What you should do. Scan the data below. Pull out each line where "filename" occurs.

Collected data entries.
Segment Open

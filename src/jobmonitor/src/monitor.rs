use crate::client::JobQueueClient;
use crate::error::{MonitorError, Result};
use crate::model::{Queue, Worker, WorkerPool, ALL, SCHEDULER_JOB_TYPE};
use crate::pool::PoolManager;
use crate::queue::QueueManager;
use crate::runtime::WorkRuntime;
use crate::schedule::{Schedule, ScheduleManager};
use crate::task::{TaskField, TaskManager, TaskQuery, TaskStatus};
use crate::worker::WorkerManager;
use std::sync::Arc;
use tracing::{debug, info, warn};

/// Pause, resume and stop control over the job runtime, keeping persisted task
/// state in line with what the runtime actually does. Holds no state of its own.
#[derive(Clone)]
pub struct MonitorController {
    pools: PoolManager,
    workers: WorkerManager,
    queues: QueueManager,
    client: JobQueueClient,
    tasks: Arc<dyn TaskManager>,
    schedules: Arc<dyn ScheduleManager>,
}

fn is_all(value: &str) -> bool {
    value.eq_ignore_ascii_case(ALL)
}

impl MonitorController {
    pub fn new(
        runtime: Arc<dyn WorkRuntime>,
        tasks: Arc<dyn TaskManager>,
        schedules: Arc<dyn ScheduleManager>,
    ) -> Self {
        Self {
            pools: PoolManager::new(runtime.clone()),
            workers: WorkerManager::new(runtime.clone()),
            queues: QueueManager::new(runtime.clone()),
            client: JobQueueClient::new(runtime),
            tasks,
            schedules,
        }
    }

    pub async fn list_pools(&self) -> Result<Vec<WorkerPool>> {
        self.pools.list().await
    }

    pub async fn list_workers(&self, pool_id: &str) -> Result<Vec<Worker>> {
        self.workers.list_workers(pool_id).await
    }

    /// Queues with their paused flag joined in from the paused markers
    pub async fn list_queues(&self) -> Result<Vec<Queue>> {
        let mut queues = self.queues.list_queues().await?;
        let status = self.client.all_job_type_status().await?;
        for queue in &mut queues {
            queue.paused = status.get(&queue.job_type).copied().unwrap_or(false);
        }
        Ok(queues)
    }

    /// Stop the task running `job_id`, or every running job when `job_id` is `all`.
    /// The batch stops at the first failure.
    pub async fn stop_running_job(&self, job_id: &str) -> Result<()> {
        if !is_all(job_id) {
            return self.stop_running(job_id).await;
        }
        let job_ids: Vec<String> = self
            .workers
            .list_workers(ALL)
            .await?
            .into_iter()
            .map(|w| w.job_id)
            .filter(|id| !id.is_empty())
            .collect();
        info!(count = job_ids.len(), "Stopping all running jobs");
        for id in &job_ids {
            self.stop_running(id).await?;
        }
        Ok(())
    }

    async fn stop_running(&self, job_id: &str) -> Result<()> {
        let tasks = self.tasks.list(&TaskQuery::job_id(job_id)).await?;
        match tasks.as_slice() {
            [] => {
                debug!(job_id = %job_id, "No task for job, nothing to stop");
                Ok(())
            }
            [task] => self.tasks.stop(task.id).await,
            _ => Err(MonitorError::DuplicateTasks {
                job_id: job_id.to_string(),
                count: tasks.len(),
            }),
        }
    }

    /// Drain the pending queue of `job_type` (every known type for `all`) and mark
    /// the drained jobs' tasks as stopped.
    ///
    /// The drain happens before the task update. If the process dies in between,
    /// the tasks are left pending and a repeated call reconciles nothing, so an
    /// operator sees them as pending rather than silently lost.
    pub async fn stop_pending_job(&self, job_type: &str) -> Result<()> {
        if !is_all(job_type) {
            return self.stop_pending(job_type).await;
        }
        for job_type in self.client.all_job_types().await? {
            self.stop_pending(&job_type).await?;
        }
        Ok(())
    }

    async fn stop_pending(&self, job_type: &str) -> Result<()> {
        let job_ids = self.client.stop_pending_jobs(job_type).await?;
        let mut updated = 0usize;
        for job_id in &job_ids {
            let tasks = self.tasks.list(&TaskQuery::job_id(job_id.as_str())).await?;
            let Some(mut task) = tasks.into_iter().next() else {
                continue;
            };
            if task.status.is_final() {
                continue;
            }
            task.status = TaskStatus::Stopped;
            task.end_time = Some(chrono::Utc::now());
            self.tasks
                .update(&task, &[TaskField::Status, TaskField::EndTime])
                .await?;
            updated += 1;
        }
        info!(
            job_type = %job_type,
            drained = job_ids.len(),
            updated,
            "Pending tasks stopped"
        );
        Ok(())
    }

    /// Pause or resume `job_type`, or every known type for `all`
    pub async fn pause_job_queues(&self, job_type: &str, pause: bool) -> Result<()> {
        if !is_all(job_type) {
            return self.set_paused(job_type, pause).await;
        }
        for job_type in self.client.all_job_types().await? {
            self.set_paused(&job_type, pause).await?;
        }
        Ok(())
    }

    async fn set_paused(&self, job_type: &str, pause: bool) -> Result<()> {
        if pause {
            self.client.pause_job(job_type).await
        } else {
            self.client.unpause_job(job_type).await
        }
    }

    /// Whether the scheduler is paused. The scheduler has no switch of its own;
    /// the `SCHEDULER` job type's paused marker is the switch.
    pub async fn scheduler_status(&self) -> Result<bool> {
        let status = self.client.all_job_type_status().await?;
        Ok(status.get(SCHEDULER_JOB_TYPE).copied().unwrap_or(false))
    }

    pub async fn list_schedules(&self) -> Result<Vec<Schedule>> {
        self.schedules.list().await
    }

    pub async fn get_schedule(&self, id: i64) -> Result<Schedule> {
        self.schedules.get(id).await
    }

    pub async fn delete_schedule(&self, id: i64) -> Result<()> {
        self.schedules.delete(id).await.inspect_err(|e| {
            warn!(schedule_id = id, error = %e, "Failed to delete schedule");
        })
    }
}
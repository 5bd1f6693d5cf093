//! Tests for the pull-through proxy controller
//!
//! Local-vs-proxy decisions, single-flight manifest pushes, index trimming,
//! the bounded dependency wait, blob mirroring and upstream limits.

mod common;

use bytes::Bytes;
use common::*;
use futures::TryStreamExt;
use pullthrough::controller::{ArtifactInfo, ProxyController};
use pullthrough::error::ProxyError;
use pullthrough::limiter::{upstream_key, ConnectionLimiter, MemoryCounterStore};
use pullthrough::quota::QuotaController;
use pullthrough::registry::manifest::{
    Descriptor, Manifest, MEDIA_TYPE_DOCKER_MANIFEST, MEDIA_TYPE_DOCKER_MANIFEST_LIST,
};
use pullthrough::registry::{HealthStatus, RegistryManager};
use std::sync::atomic::Ordering;
use std::sync::Arc;
use std::time::{Duration, Instant};

const REGISTRY_ID: i64 = 5;

struct Harness {
    upstream: Arc<MemoryRegistry>,
    local: Arc<MemoryRegistry>,
    registries: Arc<pullthrough::registry::ConfiguredRegistries>,
    controller: ProxyController,
    project: pullthrough::project::Project,
}

fn harness() -> Harness {
    init_test_tracing();
    let upstream = MemoryRegistry::new();
    let local = MemoryRegistry::new();
    let registries = registries(&[REGISTRY_ID]);
    let controller = ProxyController::new(
        registries.clone(),
        StaticFactory::new(upstream.clone()),
        local.clone(),
        fast_timing(),
    );
    Harness {
        upstream,
        local,
        registries,
        controller,
        project: proxy_project(1, "proxy", REGISTRY_ID),
    }
}

/// Poll `check` until it holds or two seconds pass
async fn eventually<F: Fn() -> bool>(check: F) -> bool {
    for _ in 0..200 {
        if check() {
            return true;
        }
        tokio::time::sleep(Duration::from_millis(10)).await;
    }
    check()
}

fn layer(data: &[u8]) -> Descriptor {
    blob_descriptor(data)
}
use serde::{Deserialize, Serialize};

/// Pool id meaning "every pool" for worker listings
pub const ALL: &str = "all";

/// Job type whose paused flag doubles as the global scheduler switch
pub const SCHEDULER_JOB_TYPE: &str = "SCHEDULER";

/// Snapshot of one worker pool, rebuilt from its heartbeat on every query.
/// Times are unix seconds.
#[derive(Debug, Clone, PartialEq, Eq, Serialize, Deserialize)]
pub struct WorkerPool {
    pub pool_id: String,
    pub pid: i64,
    pub start_at: i64,
    pub concurrency: i64,
    pub host: String,
    pub heartbeat_at: i64,
}

/// One worker as observed in the job runtime. An idle worker has empty job fields.
#[derive(Debug, Clone, Default, PartialEq, Eq, Serialize, Deserialize)]
pub struct Worker {
    pub worker_id: String,
    pub pool_id: String,
    pub is_busy: bool,
    pub job_name: String,
    pub job_id: String,
    pub args: String,
    pub started_at: i64,
    pub check_in: String,
    pub check_in_at: i64,
}

#[derive(Debug, Clone, PartialEq, Eq, Serialize, Deserialize)]
pub struct Queue {
    pub job_type: String,
    pub count: i64,
    /// Seconds the oldest pending job has been waiting
    pub latency: i64,
    pub paused: bool,
}
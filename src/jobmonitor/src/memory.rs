//! In-process job runtime. Used when no Redis URL is configured and by tests.

use crate::error::Result;
use crate::runtime::{PoolHeartbeat, QueueDepth, WorkRuntime, WorkerObservation};
use async_trait::async_trait;
use std::collections::{BTreeMap, BTreeSet, HashMap, VecDeque};
use tokio::sync::Mutex;

#[derive(Debug, Clone)]
struct PendingEntry {
    job_id: String,
    enqueued_at: i64,
}

#[derive(Default)]
struct State {
    pools: BTreeMap<String, PoolHeartbeat>,
    workers: HashMap<String, WorkerObservation>,
    known_jobs: BTreeSet<String>,
    /// Newest entry at the front
    pending: HashMap<String, VecDeque<PendingEntry>>,
    paused: BTreeSet<String>,
}

#[derive(Default)]
pub struct MemoryWorkRuntime {
    state: Mutex<State>,
}

impl MemoryWorkRuntime {
    pub fn new() -> Self {
        Self::default()
    }

    /// Record (or refresh) a pool heartbeat. Its job names become known job types.
    pub async fn heartbeat(&self, heartbeat: PoolHeartbeat) {
        let mut state = self.state.lock().await;
        state.known_jobs.extend(heartbeat.job_names.iter().cloned());
        state.pools.insert(heartbeat.pool_id.clone(), heartbeat);
    }

    pub async fn remove_pool(&self, pool_id: &str) {
        self.state.lock().await.pools.remove(pool_id);
    }

    /// Record what a worker is doing. An observation that is not busy clears it.
    pub async fn observe(&self, observation: WorkerObservation) {
        let mut state = self.state.lock().await;
        if observation.is_busy {
            state
                .workers
                .insert(observation.worker_id.clone(), observation);
        } else {
            state.workers.remove(&observation.worker_id);
        }
    }

    pub async fn register_job_type(&self, job_type: &str) {
        self.state.lock().await.known_jobs.insert(job_type.to_string());
    }

    pub async fn enqueue(&self, job_type: &str, job_id: &str, enqueued_at: i64) {
        let mut state = self.state.lock().await;
        state.known_jobs.insert(job_type.to_string());
        state
            .pending
            .entry(job_type.to_string())
            .or_default()
            .push_front(PendingEntry {
                job_id: job_id.to_string(),
                enqueued_at,
            });
    }

    pub async fn pending_count(&self, job_type: &str) -> usize {
        self.state
            .lock()
            .await
            .pending
            .get(job_type)
            .map_or(0, |q| q.len())
    }
}

#[async_trait]
impl WorkRuntime for MemoryWorkRuntime {
    async fn pool_heartbeats(&self) -> Result<Vec<PoolHeartbeat>> {
        Ok(self.state.lock().await.pools.values().cloned().collect())
    }

    async fn worker_observations(&self, worker_ids: &[String]) -> Result<Vec<WorkerObservation>> {
        let state = self.state.lock().await;
        Ok(worker_ids
            .iter()
            .map(|id| {
                state
                    .workers
                    .get(id)
                    .cloned()
                    .unwrap_or_else(|| WorkerObservation {
                        worker_id: id.clone(),
                        ..Default::default()
                    })
            })
            .collect())
    }

    async fn known_job_types(&self) -> Result<Vec<String>> {
        Ok(self.state.lock().await.known_jobs.iter().cloned().collect())
    }

    async fn queue_depths(&self) -> Result<Vec<QueueDepth>> {
        let state = self.state.lock().await;
        let now = chrono::Utc::now().timestamp();
        Ok(state
            .known_jobs
            .iter()
            .map(|job_type| {
                let queue = state.pending.get(job_type);
                let latency = queue
                    .and_then(|q| q.back())
                    .filter(|oldest| oldest.enqueued_at > 0)
                    .map_or(0, |oldest| (now - oldest.enqueued_at).max(0));
                QueueDepth {
                    job_name: job_type.clone(),
                    count: queue.map_or(0, |q| q.len() as i64),
                    latency,
                }
            })
            .collect())
    }

    async fn paused_job_types(&self) -> Result<Vec<String>> {
        Ok(self.state.lock().await.paused.iter().cloned().collect())
    }

    async fn set_paused(&self, job_type: &str, paused: bool) -> Result<()> {
        let mut state = self.state.lock().await;
        if paused {
            state.paused.insert(job_type.to_string());
        } else {
            state.paused.remove(job_type);
        }
        Ok(())
    }

    async fn drain_pending(&self, job_type: &str) -> Result<Vec<String>> {
        let drained = self
            .state
            .lock()
            .await
            .pending
            .remove(job_type)
            .unwrap_or_default();
        Ok(drained.into_iter().map(|e| e.job_id).collect())
    }
}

Segment Closed

Task response.
filename src/jobmonitor/src/monitor.rs
filename src/jobmonitor/src/memory.rs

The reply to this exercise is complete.